When you lose faith in your client, you lose heart, Gray said.

Prosecutor Crawford Long had urged jurors to impose the maximum sentence, but he said afterward that he was not disappointed. Baker will be eligible for parole in about 32 years.

During closing statements, prosecutor Susan Shafer said Baker was dangerous because he still could fool people into believing he was a good person. She said the best of Matt was his two daughters, who were asleep in the house when he killed his wife.

He thought no more of them than to murder their mother and then erase her legacy with them by convincing them that she didn't love them enough to stay and raise them, that she committed suicide, Shafer told jurors.

Gray had told jurors that Baker was on trial only because he lied about having an affair.

The state's key witness was his ex-mistress Vanessa Bulls, who told jurors that Baker slipped his wife the prescription sleep aid Ambien, handcuffed her to the bed under the guise of spicing up their marriage, and smothered her with a pillow after she fell asleep. Baker told Bulls he typed a suicide note and rubbed Kari's lifeless hand over it in case it was tested for fingerprints, she testified.
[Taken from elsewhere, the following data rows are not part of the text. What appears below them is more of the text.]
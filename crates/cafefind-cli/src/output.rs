use cafefind_core::AnnotatedVenue;

/// Human-readable distance: whole meters below 1 km, else km to 2 places.
pub(crate) fn format_distance(km: f64) -> String {
    if km < 1.0 {
        format!("{:.0} m", km * 1000.0)
    } else {
        format!("{km:.2} km")
    }
}

/// Render one venue as an indented block. Absent fields are left out.
pub(crate) fn render_venue(position: usize, annotated: &AnnotatedVenue) -> String {
    let venue = &annotated.venue;
    let mut lines = vec![format!("{position}. {}", venue.name)];

    let fields = [
        ("Address", venue.address.clone()),
        ("Opening Hours", venue.opening_hours.clone()),
        ("Phone", venue.phone.clone()),
        ("Website", venue.website.clone()),
        ("Distance", venue.distance_km.map(format_distance)),
    ];
    for (label, value) in fields {
        if let Some(value) = value {
            lines.push(format!("   {label}: {value}"));
        }
    }
    lines.push(format!("   Status: {}", annotated.open_state.label()));

    lines.join("\n")
}

pub(crate) fn print_venues(venues: &[AnnotatedVenue]) {
    for (i, venue) in venues.iter().enumerate() {
        if i > 0 {
            println!();
        }
        println!("{}", render_venue(i + 1, venue));
    }
}
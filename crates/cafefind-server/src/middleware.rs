use axum::{extract::Request, http::HeaderValue, middleware::Next, response::Response};
use uuid::Uuid;

/// Newtype wrapping a request ID string, stored as a request extension.
#[derive(Debug, Clone)]
pub struct RequestId(pub String);

/// Axum middleware that extracts or generates a request ID.
///
/// If the incoming request has an `x-request-id` header, that value is used.
/// Otherwise a new `UUIDv4` is generated. The ID is:
/// - Inserted into request extensions as [`RequestId`]
/// - Set on the response as the `x-request-id` header
pub async fn request_id(mut req: Request, next: Next) -> Response {
    let id = req
        .headers()
        .get("x-request-id")
        .and_then(|v| v.to_str().ok())
        .filter(|v| !v.is_empty())
        .map_or_else(|| Uuid::new_v4().to_string(), String::from);

    req.extensions_mut().insert(RequestId(id.clone()));

    let mut res = next.run(req).await;

    if let Ok(val) = HeaderValue::from_str(&id) {
        res.headers_mut().insert("x-request-id", val);
    }

    res
}
pub mod app_config;
pub mod config;
pub mod hours;
pub mod settings;
pub mod status;
pub mod venue;

use thiserror::Error;

pub use app_config::{AppConfig, Environment};
pub use config::{load_app_config, load_app_config_from_env};
pub use hours::{annotate, filter_open_now, is_open_at, AnnotatedVenue, OpenState};
pub use settings::{
    LocationMode, OpeningFilter, SearchSettings, DEFAULT_MAX_RESULTS, DEFAULT_MIN_RESULTS,
    DEFAULT_RADIUS_M, MAX_RADIUS_M, MAX_RESULTS_CAP, MIN_RADIUS_M,
};
pub use status::{Severity, StatusEvent};
pub use venue::{Location, NewVenue, SourceType, Venue, UNNAMED_VENUE};

#[derive(Debug, Error)]
pub enum CoreError {
    #[error("invalid source type: {0}")]
    InvalidSourceType(String),

    #[error("invalid location ({lat}, {lon}): {reason}")]
    InvalidLocation { lat: f64, lon: f64, reason: String },

    #[error("invalid search settings: {0}")]
    InvalidSettings(String),
}

#[derive(Debug, Error)]
pub enum ConfigError {
    #[error("missing required environment variable: {0}")]
    MissingEnvVar(String),

    #[error("invalid value for {var}: {reason}")]
    InvalidEnvVar { var: String, reason: String },
}
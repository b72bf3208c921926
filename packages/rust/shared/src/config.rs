//! Application configuration for relchron.
//!
//! User config lives at `~/.relchron/relchron.toml`.
//! CLI flags override config file values, which override defaults.

use std::path::{Path, PathBuf};

use serde::{Deserialize, Serialize};

use crate::error::{RelchronError, Result};

/// Default configuration file name.
const CONFIG_FILE_NAME: &str = "relchron.toml";

/// Default config directory name under the user's home.
const CONFIG_DIR_NAME: &str = ".relchron";

// ---------------------------------------------------------------------------
// Config structs (matching relchron.toml schema)
// ---------------------------------------------------------------------------

/// Top-level application config, deserialized from TOML.
#[derive(Debug, Clone, Default, Serialize, Deserialize)]
pub struct AppConfig {
    /// Release feed settings.
    #[serde(default)]
    pub feed: FeedConfig,

    /// Catalog build settings.
    #[serde(default)]
    pub build: BuildConfig,

    /// Milestone resolution settings.
    #[serde(default)]
    pub resolve: ResolveConfig,

    /// Tracked upstream products, one catalog document each.
    #[serde(default)]
    pub sources: Vec<SourceEntry>,
}

/// `[feed]` section.
#[derive(Debug, Clone, Serialize, Deserialize)]
pub struct FeedConfig {
    /// Base URL of the release listing API.
    #[serde(default = "default_api_base")]
    pub api_base: String,

    /// Name of the env var holding the bearer token (never store the token itself).
    #[serde(default = "default_token_env")]
    pub token_env: String,
}

impl Default for FeedConfig {
    fn default() -> Self {
        Self {
            api_base: default_api_base(),
            token_env: default_token_env(),
        }
    }
}

fn default_api_base() -> String {
    "https://api.github.com".into()
}
fn default_token_env() -> String {
    "RELCHRON_GITHUB_TOKEN".into()
}

/// `[build]` section.
#[derive(Debug, Clone, Serialize, Deserialize)]
pub struct BuildConfig {
    /// Minimum trailing time span, in days, the catalog must cover.
    #[serde(default = "default_window_days")]
    pub window_days: i64,

    /// Directory catalog documents are written to when a source does not
    /// name its own output path.
    #[serde(default = "default_output_dir")]
    pub output_dir: String,
}

impl Default for BuildConfig {
    fn default() -> Self {
        Self {
            window_days: default_window_days(),
            output_dir: default_output_dir(),
        }
    }
}

fn default_window_days() -> i64 {
    730
}
fn default_output_dir() -> String {
    "var/catalog".into()
}

/// `[resolve]` section.
#[derive(Debug, Clone, Serialize, Deserialize)]
pub struct ResolveConfig {
    /// Surface name whose milestones are candidates for resolution.
    #[serde(default = "default_surface")]
    pub surface: String,

    /// Milestone document paths to process.
    #[serde(default)]
    pub docs: Vec<String>,
}

impl Default for ResolveConfig {
    fn default() -> Self {
        Self {
            surface: default_surface(),
            docs: Vec::new(),
        }
    }
}

fn default_surface() -> String {
    "plugin".into()
}

/// `[[sources]]` entry — a tracked upstream product.
#[derive(Debug, Clone, Serialize, Deserialize)]
pub struct SourceEntry {
    /// Repository owner.
    pub owner: String,
    /// Repository name.
    pub repo: String,
    /// Catalog output path; defaults to `<output_dir>/<repo>.json`.
    #[serde(default, skip_serializing_if = "Option::is_none")]
    pub output: Option<String>,
}

impl SourceEntry {
    /// Canonical browse URL of the tracked repository.
    pub fn repo_url(&self) -> String {
        format!("https://github.com/{}/{}", self.owner, self.repo)
    }

    /// Where this source's catalog document is written.
    pub fn output_path(&self, build: &BuildConfig) -> PathBuf {
        match &self.output {
            Some(p) => PathBuf::from(p),
            None => PathBuf::from(&build.output_dir).join(format!("{}.json", self.repo)),
        }
    }
}

// ---------------------------------------------------------------------------
// Config loading
// ---------------------------------------------------------------------------

/// Get the path to the config directory (`~/.relchron/`).
pub fn config_dir() -> Result<PathBuf> {
    let home = dirs::home_dir()
        .ok_or_else(|| RelchronError::config("could not determine home directory"))?;
    Ok(home.join(CONFIG_DIR_NAME))
}

/// Get the path to the config file (`~/.relchron/relchron.toml`).
pub fn config_file_path() -> Result<PathBuf> {
    Ok(config_dir()?.join(CONFIG_FILE_NAME))
}

/// Load the application config from disk. Returns defaults if the file does not exist.
pub fn load_config() -> Result<AppConfig> {
    let path = config_file_path()?;

    if !path.exists() {
        tracing::debug!(?path, "config file not found, using defaults");
        return Ok(AppConfig::default());
    }

    load_config_from(&path)
}

/// Load the application config from a specific file path.
pub fn load_config_from(path: &Path) -> Result<AppConfig> {
    let content = std::fs::read_to_string(path).map_err(|e| RelchronError::io(path, e))?;

    toml::from_str(&content)
        .map_err(|e| RelchronError::config(format!("failed to parse {}: {e}", path.display())))
}

/// Create the config directory and write a default config file.
/// Returns the path to the created file.
pub fn init_config() -> Result<PathBuf> {
    let dir = config_dir()?;
    std::fs::create_dir_all(&dir).map_err(|e| RelchronError::io(&dir, e))?;

    let path = dir.join(CONFIG_FILE_NAME);
    let config = AppConfig::default();
    let content =
        toml::to_string_pretty(&config).map_err(|e| RelchronError::config(e.to_string()))?;

    std::fs::write(&path, content).map_err(|e| RelchronError::io(&path, e))?;
    tracing::info!(?path, "created default config file");

    Ok(path)
}

/// Read the bearer token from the configured env var.
///
/// The feed works unauthenticated (at a lower rate limit), so an unset or
/// empty var is not an error.
pub fn resolve_token(config: &AppConfig) -> Option<String> {
    match std::env::var(&config.feed.token_env) {
        Ok(val) if !val.is_empty() => Some(val),
        _ => None,
    }
}

#[cfg(test)]
mod tests {
    use super::*;

    #[test]
    fn default_config_serializes() {
        let config = AppConfig::default();
        let toml_str = toml::to_string_pretty(&config).expect("serialize default config");
        assert!(toml_str.contains("api_base"));
        assert!(toml_str.contains("RELCHRON_GITHUB_TOKEN"));
        assert!(toml_str.contains("window_days"));
    }

    #[test]
    fn config_roundtrip() {
        let config = AppConfig::default();
        let toml_str = toml::to_string_pretty(&config).expect("serialize");
        let parsed: AppConfig = toml::from_str(&toml_str).expect("deserialize");
        assert_eq!(parsed.build.window_days, 730);
        assert_eq!(parsed.feed.api_base, "https://api.github.com");
        assert_eq!(parsed.resolve.surface, "plugin");
    }

    #[test]
    fn config_with_sources() {
        let toml_str = r#"
[build]
window_days = 365

[[sources]]
owner = "acme"
repo = "widget-app"

[[sources]]
owner = "acme"
repo = "widget-plugin"
output = "/tmp/catalogs/plugin.json"
"#;
        let config: AppConfig = toml::from_str(toml_str).expect("parse");
        assert_eq!(config.sources.len(), 2);
        assert_eq!(config.build.window_days, 365);
        assert_eq!(
            config.sources[0].repo_url(),
            "https://github.com/acme/widget-app"
        );
        assert_eq!(
            config.sources[0].output_path(&config.build),
            PathBuf::from("var/catalog/widget-app.json")
        );
        assert_eq!(
            config.sources[1].output_path(&config.build),
            PathBuf::from("/tmp/catalogs/plugin.json")
        );
    }

    #[test]
    fn missing_token_is_none() {
        let mut config = AppConfig::default();
        // Use a unique env var name to avoid interfering with other tests
        config.feed.token_env = "RELCHRON_TEST_NONEXISTENT_TOKEN_12345".into();
        assert!(resolve_token(&config).is_none());
    }
}
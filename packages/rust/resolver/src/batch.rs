//! Batch application of the resolver over milestone documents.
//!
//! A document is rewritten only when at least one milestone gained a
//! `min_plugin_version`, which makes repeated runs idempotent: populated
//! fields are never recomputed or overwritten.

use std::path::Path;

use tracing::{debug, info, instrument};

use relchron_shared::{CatalogEntry, MilestoneDoc, RelchronError, Result};

use crate::resolve;

/// Counts from one resolution pass over a document.
#[derive(Debug, Default, Clone, Copy, PartialEq, Eq)]
pub struct BatchSummary {
    /// Milestones that gained a `min_plugin_version` this pass.
    pub resolved: usize,
    /// Milestones skipped because the field was already populated.
    pub already_set: usize,
    /// Milestones with no qualifying release (or an unparsable date);
    /// left untouched, eligible again next run.
    pub unmatched: usize,
}

impl BatchSummary {
    /// Whether the pass changed the document.
    pub fn dirty(&self) -> bool {
        self.resolved > 0
    }
}

/// Resolve every unpopulated milestone under surfaces named `surface`.
///
/// Pure in-memory mutation; file I/O lives in [`resolve_document_file`].
pub fn apply_to_document(
    doc: &mut MilestoneDoc,
    versions: &[CatalogEntry],
    surface: &str,
) -> BatchSummary {
    let mut summary = BatchSummary::default();

    for entry in doc.surfaces.iter_mut().filter(|s| s.name == surface) {
        for milestone in &mut entry.milestones {
            if milestone.min_plugin_version.is_some() {
                summary.already_set += 1;
                continue;
            }
            match resolve(versions, &milestone.start_date) {
                Some(version) => {
                    debug!(start_date = %milestone.start_date, version, "milestone resolved");
                    milestone.min_plugin_version = Some(version.to_string());
                    summary.resolved += 1;
                }
                None => {
                    debug!(start_date = %milestone.start_date, "no release within window");
                    summary.unmatched += 1;
                }
            }
        }
    }

    summary
}

/// Run one resolution pass over the milestone document at `path`.
///
/// The file is rewritten wholesale only if the pass changed anything.
/// Returns `true` when it was rewritten.
#[instrument(skip(versions), fields(path = %path.display()))]
pub fn resolve_document_file(
    path: &Path,
    versions: &[CatalogEntry],
    surface: &str,
) -> Result<bool> {
    let content = std::fs::read_to_string(path).map_err(|e| RelchronError::io(path, e))?;
    let mut doc: MilestoneDoc = serde_json::from_str(&content).map_err(|e| {
        RelchronError::validation(format!("failed to parse {}: {e}", path.display()))
    })?;

    let summary = apply_to_document(&mut doc, versions, surface);

    info!(
        resolved = summary.resolved,
        already_set = summary.already_set,
        unmatched = summary.unmatched,
        "resolution pass complete"
    );

    if !summary.dirty() {
        return Ok(false);
    }

    let mut json = serde_json::to_string_pretty(&doc)
        .map_err(|e| RelchronError::validation(format!("failed to serialize document: {e}")))?;
    json.push('\n');
    std::fs::write(path, json).map_err(|e| RelchronError::io(path, e))?;

    Ok(true)
}
//! The catalog build algorithm: bounded, cutoff-aware pagination with
//! stable-only filtering, dedup by normalized version, and ascending sort.

use chrono::{DateTime, Duration, Utc};
use tracing::{debug, info, instrument};

use relchron_feed::{FeedClient, MAX_PAGE_SIZE, ReleaseRecord};
use relchron_shared::{CATALOG_SCHEMA_VERSION, CatalogEntry, Channel, Result, VersionCatalog};

/// Fixed batch size for feed requests.
const PAGE_SIZE: u32 = MAX_PAGE_SIZE;

/// A normalized release candidate, pre-dedup. `released_at` stays optional
/// until after dedup so the tie-break can prefer a timestamped duplicate.
#[derive(Debug, Clone)]
struct Candidate {
    version: String,
    released_at: Option<DateTime<Utc>>,
    anchors: Vec<String>,
}

// ---------------------------------------------------------------------------
// Build pipeline
// ---------------------------------------------------------------------------

/// Build a version catalog for `owner/repo` covering at least the trailing
/// `window_days` before `now`.
///
/// Pages are requested strictly one at a time. Paging stops after the first
/// page whose oldest (last) raw record precedes the cutoff — every later
/// page is older still — or when the feed signals no further pages. The
/// window is therefore a minimum lookback: the catalog may reach up to one
/// page past the cutoff but never stops short of it.
///
/// A non-success feed response aborts the whole build; no partial catalog
/// is produced.
#[instrument(skip(client, now))]
pub async fn build_catalog(
    client: &FeedClient,
    owner: &str,
    repo: &str,
    window_days: i64,
    now: DateTime<Utc>,
) -> Result<VersionCatalog> {
    let cutoff = now - Duration::days(window_days);
    let mut candidates: Vec<Candidate> = Vec::new();
    let mut page = 1u32;
    let mut pages_fetched = 0u32;

    loop {
        let feed_page = client.list_releases(owner, repo, page, PAGE_SIZE).await?;
        pages_fetched += 1;

        let before = candidates.len();
        candidates.extend(page_candidates(&feed_page.records, cutoff, owner, repo));
        debug!(
            page,
            raw = feed_page.records.len(),
            kept = candidates.len() - before,
            "page filtered"
        );

        // Oldest record on a newest-first page decides whether anything
        // further back can still be inside the window.
        if page_exhausts_window(&feed_page.records, cutoff) {
            debug!(page, "oldest record on page precedes cutoff, stopping");
            break;
        }
        if !feed_page.has_more {
            break;
        }
        page += 1;
    }

    let deduped = dedup_by_version(candidates);
    let mut versions: Vec<CatalogEntry> = deduped
        .into_iter()
        .filter_map(|c| {
            let released_at = c.released_at?;
            Some(CatalogEntry {
                version: c.version,
                released_at,
                channel: Channel::Stable,
                anchors: c.anchors,
            })
        })
        .collect();
    versions.sort_by_key(|e| e.released_at);

    info!(
        owner,
        repo,
        pages = pages_fetched,
        entries = versions.len(),
        "catalog built"
    );

    Ok(VersionCatalog {
        schema_version: CATALOG_SCHEMA_VERSION.into(),
        source: format!("https://github.com/{owner}/{repo}"),
        last_updated_utc: now,
        notes: format!("stable releases of {owner}/{repo}, trailing {window_days}-day minimum"),
        versions,
    })
}

// ---------------------------------------------------------------------------
// Per-page filtering
// ---------------------------------------------------------------------------

/// Filter one raw page down to in-window stable candidates.
fn page_candidates(
    records: &[ReleaseRecord],
    cutoff: DateTime<Utc>,
    owner: &str,
    repo: &str,
) -> Vec<Candidate> {
    records
        .iter()
        .filter(|r| !r.draft && !r.prerelease)
        .filter_map(|r| {
            let Some(ts) = record_timestamp(r) else {
                debug!(tag = %r.tag_name, "unparsable timestamp, dropping record");
                return None;
            };
            if ts < cutoff {
                return None;
            }
            let anchor = r
                .html_url
                .clone()
                .unwrap_or_else(|| synthesize_anchor(owner, repo, &r.tag_name));
            Some(Candidate {
                version: normalize_version(&r.tag_name),
                released_at: Some(ts),
                anchors: vec![anchor],
            })
        })
        .collect()
}

/// True when the oldest (last) raw record on a newest-first page is
/// strictly earlier than the cutoff, meaning every subsequent page is
/// entirely outside the window. An unparsable timestamp gives no such
/// guarantee, so paging continues.
fn page_exhausts_window(records: &[ReleaseRecord], cutoff: DateTime<Utc>) -> bool {
    records
        .last()
        .and_then(record_timestamp)
        .is_some_and(|ts| ts < cutoff)
}

/// Publish time with creation-time fallback, parsed as RFC 3339.
fn record_timestamp(record: &ReleaseRecord) -> Option<DateTime<Utc>> {
    record
        .published_at
        .as_deref()
        .and_then(parse_timestamp)
        .or_else(|| record.created_at.as_deref().and_then(parse_timestamp))
}

fn parse_timestamp(s: &str) -> Option<DateTime<Utc>> {
    DateTime::parse_from_rfc3339(s)
        .ok()
        .map(|dt| dt.with_timezone(&Utc))
}

/// Strip a leading `v`/`V` version prefix from a tag.
fn normalize_version(tag: &str) -> String {
    tag.strip_prefix(['v', 'V']).unwrap_or(tag).to_string()
}

fn synthesize_anchor(owner: &str, repo: &str, tag: &str) -> String {
    format!("https://github.com/{owner}/{repo}/releases/tag/{tag}")
}

// ---------------------------------------------------------------------------
// Dedup
// ---------------------------------------------------------------------------

/// Deduplicate candidates by version, preserving first-occurrence order.
///
/// The first occurrence wins unless it lacks a timestamp and a later
/// duplicate has one, in which case the timestamped duplicate takes its
/// place.
fn dedup_by_version(candidates: Vec<Candidate>) -> Vec<Candidate> {
    let mut out: Vec<Candidate> = Vec::with_capacity(candidates.len());
    let mut index: std::collections::HashMap<String, usize> = std::collections::HashMap::new();

    for candidate in candidates {
        match index.get(&candidate.version) {
            Some(&i) => {
                if out[i].released_at.is_none() && candidate.released_at.is_some() {
                    out[i] = candidate;
                }
            }
            None => {
                index.insert(candidate.version.clone(), out.len());
                out.push(candidate);
            }
        }
    }

    out
}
Then he called 911 and said he moved her to the floor, dressed her nude body and began doing CPR, but witnesses testified that was impossible in the few minutes before police arrived. He also gave conflicting statements about when he found the suicide note, whether his wife was awake or asleep when he went to run errands that night, and which door was locked when he returned about 45 minutes later.

Baker also searched numerous pharmaceutical Web sites and almost bought Ambien online, according to other testimony. Ambien was one of three drugs found in Kari Baker's body, according to the autopsy results.

Shortly after her death, he removed Kari's pictures and clothes and replaced them with photos of Bulls with his daughters, according to testimony. He also looked at engagement rings with Bulls.

During sentencing Thursday, four women testified that Baker had made unwanted sexual advances toward them, including one who complained to police of an attempted sexual assault.

Baker also used his church-issued laptop and a computer at a youth center to look at pornographic Web sites and those for married adults who want to have affairs, Noel Kersh, a computer forensics examiner, testified Thursday.

Several people who knew Baker as a child or teen called him a good guy, and Sharon Rollins, who grew up with him, described Baker as charming and flirtatious, but said she never took it as an advance.

Jeanne Lehrmann, a member of a Baptist church in Riesel where Baker was pastor several years ago, testified that he was a fine pastor.

I truly felt that he is a man of God, Lehrmann said, adding that she still felt that way and did not believe much of the trial evidence.